Problem details - The data is to be reproduced in full and without error.

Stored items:
------------------------------------------------------------

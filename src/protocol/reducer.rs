//! Pure protocol reducers
//!
//! Task-state changes and goal-level events reduce to ordered
//! synchronization effects. Reducers never touch the store; the applier
//! commits their output under the integration's ordering discipline.

use serde::{Deserialize, Serialize};

use crate::protocol::effects::{GoalStatusUpdate, ReducerOutput, SyncEffect};
use crate::task::{HoldReason, Task, TaskStatus};

/// What caused a status change
#[derive(Debug, Clone, Copy, PartialEq, Eq, Serialize, Deserialize)]
#[serde(rename_all = "snake_case")]
pub enum StatusChangeCause {
    /// Normal runtime mutation (executor, integration)
    Runtime,
    /// Explicit user management action
    UserManagement,
    /// Protocol-origin cascade; hooks are suppressed upstream
    Protocol,
}

/// Goal-level lifecycle action
#[derive(Debug, Clone, Copy, PartialEq, Eq, Serialize, Deserialize)]
#[serde(rename_all = "snake_case")]
pub enum GoalAction {
    Paused,
    Resumed,
    Cancelled,
}

/// Goal event routed through the protocol
#[derive(Debug, Clone, PartialEq, Serialize, Deserialize)]
#[serde(rename_all = "camelCase")]
pub struct GoalEvent {
    pub goal_id: String,
    pub action: GoalAction,
}

fn binding_goal_id(task: &Task) -> Option<String> {
    task.metadata
        .goal_binding
        .as_ref()
        .map(|binding| binding.goal_id.clone().unwrap_or_else(|| binding.goal_instance_id.clone()))
}

/// Reduce a task status transition into protocol effects.
/// Tasks without a goal binding produce no effects.
pub fn on_task_status_changed(
    task: &Task,
    previous: TaskStatus,
    next: TaskStatus,
    cause: StatusChangeCause,
) -> ReducerOutput {
    let mut output = ReducerOutput::default();
    let Some(binding) = &task.metadata.goal_binding else {
        return output;
    };
    if previous == next {
        return output;
    }
    let goal_id = binding
        .goal_id
        .clone()
        .unwrap_or_else(|| binding.goal_instance_id.clone());

    match next {
        TaskStatus::Paused => {
            if binding.hold.is_none() {
                let reason = match cause {
                    StatusChangeCause::UserManagement => HoldReason::ManualPause,
                    _ => HoldReason::Preempted,
                };
                output.sync_effects.push(SyncEffect::ApplyHold {
                    task_id: task.id.clone(),
                    reason,
                    next_review_at: None,
                });
            }
        }
        TaskStatus::Active | TaskStatus::InProgress | TaskStatus::Pending
            if previous == TaskStatus::Paused =>
        {
            match binding.hold.as_ref().map(|hold| hold.reason) {
                Some(HoldReason::ManualPause) if cause != StatusChangeCause::UserManagement => {
                    // Hard wall: only an explicit user action clears a manual pause
                    output.sync_effects.push(SyncEffect::Noop {
                        reason: "manual_pause hold is a hard wall".to_string(),
                    });
                    output.sync_effects.push(SyncEffect::UpdateTaskStatus {
                        task_id: task.id.clone(),
                        status: TaskStatus::Paused,
                        reason: "manual_pause hold reasserted".to_string(),
                    });
                }
                Some(_) => {
                    output.sync_effects.push(SyncEffect::ClearHold {
                        task_id: task.id.clone(),
                    });
                }
                None => {}
            }
        }
        TaskStatus::Completed | TaskStatus::Failed => {
            if binding.hold.is_some() {
                output.sync_effects.push(SyncEffect::ClearHold {
                    task_id: task.id.clone(),
                });
            }
            output.goal_status_updates.push(GoalStatusUpdate {
                goal_id,
                status: if next == TaskStatus::Completed {
                    "task_completed".to_string()
                } else {
                    "task_failed".to_string()
                },
                reason: format!("task {} reached {}", task.id, next),
            });
        }
        _ => {}
    }

    output
}

/// Reduce a progress update; full progress notifies the owning goal
pub fn on_task_progress_updated(task: &Task, progress: f64) -> ReducerOutput {
    let mut output = ReducerOutput::default();
    if progress >= 1.0 && !task.status.is_terminal() {
        if let Some(goal_id) = binding_goal_id(task) {
            output.goal_status_updates.push(GoalStatusUpdate {
                goal_id,
                status: "task_progress_complete".to_string(),
                reason: format!("task {} progress reached 1.0", task.id),
            });
        }
    }
    output
}

/// Reduce a goal action over its bound tasks.
///
/// Effects fan out per task: pauses hold-and-suspend, resumes clear holds
/// and re-queue (except across the `manual_pause` hard wall), cancellation
/// terminates every non-terminal task.
pub fn on_goal_action(event: &GoalEvent, bound_tasks: &[Task]) -> ReducerOutput {
    let mut output = ReducerOutput::default();

    for task in bound_tasks {
        if task.status.is_terminal() {
            output.sync_effects.push(SyncEffect::Noop {
                reason: format!("task {} is terminal", task.id),
            });
            continue;
        }
        let hold_reason = task
            .metadata
            .goal_binding
            .as_ref()
            .and_then(|binding| binding.hold.as_ref())
            .map(|hold| hold.reason);

        match event.action {
            GoalAction::Paused => {
                if hold_reason == Some(HoldReason::ManualPause) {
                    output.sync_effects.push(SyncEffect::Noop {
                        reason: format!("task {} already under manual_pause", task.id),
                    });
                    continue;
                }
                output.sync_effects.push(SyncEffect::ApplyHold {
                    task_id: task.id.clone(),
                    reason: HoldReason::GoalPaused,
                    next_review_at: None,
                });
                if task.status != TaskStatus::Paused {
                    output.sync_effects.push(SyncEffect::UpdateTaskStatus {
                        task_id: task.id.clone(),
                        status: TaskStatus::Paused,
                        reason: format!("goal {} paused", event.goal_id),
                    });
                }
            }
            GoalAction::Resumed => match hold_reason {
                Some(HoldReason::ManualPause) => {
                    // Hard wall: goal resume never crosses a manual pause
                    output.sync_effects.push(SyncEffect::Noop {
                        reason: format!(
                            "task {} held by manual_pause; goal resume does not clear it",
                            task.id
                        ),
                    });
                }
                Some(_) => {
                    // Status first: the intermediate commit must never show
                    // a paused task without its hold
                    output.sync_effects.push(SyncEffect::UpdateTaskStatus {
                        task_id: task.id.clone(),
                        status: TaskStatus::Pending,
                        reason: format!("goal {} resumed", event.goal_id),
                    });
                    output.sync_effects.push(SyncEffect::ClearHold {
                        task_id: task.id.clone(),
                    });
                }
                None => {
                    if task.status == TaskStatus::Paused {
                        output.sync_effects.push(SyncEffect::UpdateTaskStatus {
                            task_id: task.id.clone(),
                            status: TaskStatus::Pending,
                            reason: format!("goal {} resumed", event.goal_id),
                        });
                    }
                }
            },
            GoalAction::Cancelled => {
                output.sync_effects.push(SyncEffect::UpdateTaskStatus {
                    task_id: task.id.clone(),
                    status: TaskStatus::Failed,
                    reason: format!("goal {} cancelled", event.goal_id),
                });
                if hold_reason.is_some() {
                    output.sync_effects.push(SyncEffect::ClearHold {
                        task_id: task.id.clone(),
                    });
                }
            }
        }
    }

    if event.action == GoalAction::Cancelled {
        output.sync_effects.push(SyncEffect::UpdateGoalStatus {
            goal_id: event.goal_id.clone(),
            status: "cancelled".to_string(),
            reason: "goal cancelled".to_string(),
        });
    }

    output
}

------------------------------------------------------------

Reply -
filename src/protocol/reducer.rs
//! Pure protocol reducers
//!
//! Task-state changes and goal-level events reduce to ordered
//! synchronization effects. Reducers never touch the store; the applier
//! commits their output under the integration's ordering discipline.

use serde::{Deserialize, Serialize};

use crate::protocol::effects::{GoalStatusUpdate, ReducerOutput, SyncEffect};
use crate::task::{HoldReason, Task, TaskStatus};

/// What caused a status change
#[derive(Debug, Clone, Copy, PartialEq, Eq, Serialize, Deserialize)]
#[serde(rename_all = "snake_case")]
pub enum StatusChangeCause {
    /// Normal runtime mutation (executor, integration)
    Runtime,
    /// Explicit user management action
    UserManagement,
    /// Protocol-origin cascade; hooks are suppressed upstream
    Protocol,
}

/// Goal-level lifecycle action
#[derive(Debug, Clone, Copy, PartialEq, Eq, Serialize, Deserialize)]
#[serde(rename_all = "snake_case")]
pub enum GoalAction {
    Paused,
    Resumed,
    Cancelled,
}

/// Goal event routed through the protocol
#[derive(Debug, Clone, PartialEq, Serialize, Deserialize)]
#[serde(rename_all = "camelCase")]
pub struct GoalEvent {
    pub goal_id: String,
    pub action: GoalAction,
}

fn binding_goal_id(task: &Task) -> Option<String> {
    task.metadata
        .goal_binding
        .as_ref()
        .map(|binding| binding.goal_id.clone().unwrap_or_else(|| binding.goal_instance_id.clone()))
}

/// Reduce a task status transition into protocol effects.
/// Tasks without a goal binding produce no effects.
pub fn on_task_status_changed(
    task: &Task,
    previous: TaskStatus,
    next: TaskStatus,
    cause: StatusChangeCause,
) -> ReducerOutput {
    let mut output = ReducerOutput::default();
    let Some(binding) = &task.metadata.goal_binding else {
        return output;
    };
    if previous == next {
        return output;
    }
    let goal_id = binding
        .goal_id
        .clone()
        .unwrap_or_else(|| binding.goal_instance_id.clone());

    match next {
        TaskStatus::Paused => {
            if binding.hold.is_none() {
                let reason = match cause {
                    StatusChangeCause::UserManagement => HoldReason::ManualPause,
                    _ => HoldReason::Preempted,
                };
                output.sync_effects.push(SyncEffect::ApplyHold {
                    task_id: task.id.clone(),
                    reason,
                    next_review_at: None,
                });
            }
        }
        TaskStatus::Active | TaskStatus::InProgress | TaskStatus::Pending
            if previous == TaskStatus::Paused =>
        {
            match binding.hold.as_ref().map(|hold| hold.reason) {
                Some(HoldReason::ManualPause) if cause != StatusChangeCause::UserManagement => {
                    // Hard wall: only an explicit user action clears a manual pause
                    output.sync_effects.push(SyncEffect::Noop {
                        reason: "manual_pause hold is a hard wall".to_string(),
                    });
                    output.sync_effects.push(SyncEffect::UpdateTaskStatus {
                        task_id: task.id.clone(),
                        status: TaskStatus::Paused,
                        reason: "manual_pause hold reasserted".to_string(),
                    });
                }
                Some(_) => {
                    output.sync_effects.push(SyncEffect::ClearHold {
                        task_id: task.id.clone(),
                    });
                }
                None => {}
            }
        }
        TaskStatus::Completed | TaskStatus::Failed => {
            if binding.hold.is_some() {
                output.sync_effects.push(SyncEffect::ClearHold {
                    task_id: task.id.clone(),
                });
            }
            output.goal_status_updates.push(GoalStatusUpdate {
                goal_id,
                status: if next == TaskStatus::Completed {
                    "task_completed".to_string()
                } else {
                    "task_failed".to_string()
                },
                reason: format!("task {} reached {}", task.id, next),
            });
        }
        _ => {}
    }

    output
}

/// Reduce a progress update; full progress notifies the owning goal
pub fn on_task_progress_updated(task: &Task, progress: f64) -> ReducerOutput {
    let mut output = ReducerOutput::default();
    if progress >= 1.0 && !task.status.is_terminal() {
        if let Some(goal_id) = binding_goal_id(task) {
            output.goal_status_updates.push(GoalStatusUpdate {
                goal_id,
                status: "task_progress_complete".to_string(),
                reason: format!("task {} progress reached 1.0", task.id),
            });
        }
    }
    output
}

/// Reduce a goal action over its bound tasks.
///
/// Effects fan out per task: pauses hold-and-suspend, resumes clear holds
/// and re-queue (except across the `manual_pause` hard wall), cancellation
/// terminates every non-terminal task.
pub fn on_goal_action(event: &GoalEvent, bound_tasks: &[Task]) -> ReducerOutput {
    let mut output = ReducerOutput::default();

    for task in bound_tasks {
        if task.status.is_terminal() {
            output.sync_effects.push(SyncEffect::Noop {
                reason: format!("task {} is terminal", task.id),
            });
            continue;
        }
        let hold_reason = task
            .metadata
            .goal_binding
            .as_ref()
            .and_then(|binding| binding.hold.as_ref())
            .map(|hold| hold.reason);

        match event.action {
            GoalAction::Paused => {
                if hold_reason == Some(HoldReason::ManualPause) {
                    output.sync_effects.push(SyncEffect::Noop {
                        reason: format!("task {} already under manual_pause", task.id),
                    });
                    continue;
                }
                output.sync_effects.push(SyncEffect::ApplyHold {
                    task_id: task.id.clone(),
                    reason: HoldReason::GoalPaused,
                    next_review_at: None,
                });
                if task.status != TaskStatus::Paused {
                    output.sync_effects.push(SyncEffect::UpdateTaskStatus {
                        task_id: task.id.clone(),
                        status: TaskStatus::Paused,
                        reason: format!("goal {} paused", event.goal_id),
                    });
                }
            }
            GoalAction::Resumed => match hold_reason {
                Some(HoldReason::ManualPause) => {
                    // Hard wall: goal resume never crosses a manual pause
                    output.sync_effects.push(SyncEffect::Noop {
                        reason: format!(
                            "task {} held by manual_pause; goal resume does not clear it",
                            task.id
                        ),
                    });
                }
                Some(_) => {
                    // Status first: the intermediate commit must never show
                    // a paused task without its hold
                    output.sync_effects.push(SyncEffect::UpdateTaskStatus {
                        task_id: task.id.clone(),
                        status: TaskStatus::Pending,
                        reason: format!("goal {} resumed", event.goal_id),
                    });
                    output.sync_effects.push(SyncEffect::ClearHold {
                        task_id: task.id.clone(),
                    });
                }
                None => {
                    if task.status == TaskStatus::Paused {
                        output.sync_effects.push(SyncEffect::UpdateTaskStatus {
                            task_id: task.id.clone(),
                            status: TaskStatus::Pending,
                            reason: format!("goal {} resumed", event.goal_id),
                        });
                    }
                }
            },
            GoalAction::Cancelled => {
                output.sync_effects.push(SyncEffect::UpdateTaskStatus {
                    task_id: task.id.clone(),
                    status: TaskStatus::Failed,
                    reason: format!("goal {} cancelled", event.goal_id),
                });
                if hold_reason.is_some() {
                    output.sync_effects.push(SyncEffect::ClearHold {
                        task_id: task.id.clone(),
                    });
                }
            }
        }
    }

    if event.action == GoalAction::Cancelled {
        output.sync_effects.push(SyncEffect::UpdateGoalStatus {
            goal_id: event.goal_id.clone(),
            status: "cancelled".to_string(),
            reason: "goal cancelled".to_string(),
        });
    }

    output
}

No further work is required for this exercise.